Published online Feb 20, 2016. doi: 10.5493/wjem.v6.i1.1
Peer-review started: October 3, 2015
First decision: October 27, 2015
Revised: January 6, 2016
Accepted: January 21, 2016
Article in press: January 22, 2016
Published online: February 20, 2016
Bone fracture occurs in stroke patients at different times during the recovery phase, prolonging recovery time and increasing medical costs. In this review, we discuss the potential risk factors for post-stroke bone fracture and preventive methods. Most post-stroke bone fractures occur in the lower extremities, indicating fragile bones are a risk factor. Motor changes, including posture, mobility, and balance post-stroke contribute to bone loss and thus increase risk of bone fracture. Bone mineral density is a useful indicator for bone resorption, useful to identify patients at risk of post-stroke bone fracture. Calcium supplementation was previously regarded as a useful treatment during physical rehabilitation. However, recent data suggests calcium supplementation has a negative impact on atherosclerotic conditions. Vitamin D intake may prevent osteoporosis and fractures in patients with stroke. Although drugs such as teriparatide show some benefits in preventing osteoporosis, additional clinical trials are needed to determine the most effective conditions for post-stroke applications.

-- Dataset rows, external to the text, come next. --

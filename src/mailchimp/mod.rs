pub mod campaign;
pub mod client;
pub mod segments;
pub mod types;

pub use campaign::*;
pub use client::MailchimpClient;
pub use types::*;

use crate::errors::AppError;

/// The email campaign provider, as seen by the publishing workflows.
#[allow(async_fn_in_trait)]
pub trait CampaignProvider {
    async fn ping(&self) -> Result<(), AppError>;

    /// Store an HTML template; returns its id.
    async fn create_template(&self, name: &str, html: &str) -> Result<u64, AppError>;

    async fn delete_template(&self, template_id: u64) -> Result<(), AppError>;

    /// Interests of one interest category of the configured audience.
    async fn interests(&self, category_id: &str) -> Result<Vec<Interest>, AppError>;

    async fn create_campaign(&self, campaign: &NewCampaign) -> Result<Campaign, AppError>;

    async fn send_campaign(&self, campaign_id: &str) -> Result<(), AppError>;

    /// Raw campaign metadata.
    async fn campaign(&self, campaign_id: &str) -> Result<serde_json::Value, AppError>;

    /// Rendered HTML of the campaign.
    async fn campaign_content(&self, campaign_id: &str) -> Result<String, AppError>;

    /// Delete a campaign, retrying while the provider still reports it as sending.
    async fn delete_campaign(&self, campaign_id: &str) -> Result<(), AppError>;
}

Core tip: Post-stroke bone fracture negatively impacts stroke recovery, prolongs hospital stays, and increases economic cost. Stroke, osteoporosis and bone fracture share common risk factors. The main risk factors for post-stroke bone fracture include aging, osteoporosis, and loss of posture control. Bone mineral density measurement may identify patients who are at risk of post-stroke bone fracture. Drugs and supplements, such as vitamin D and teriparatide, can be tested in clinical settings for prevention of post-stroke bone fracture. Although bisphosphonate’s incur side effects, they are considered first-line drugs to prevent post-stroke bone fracture.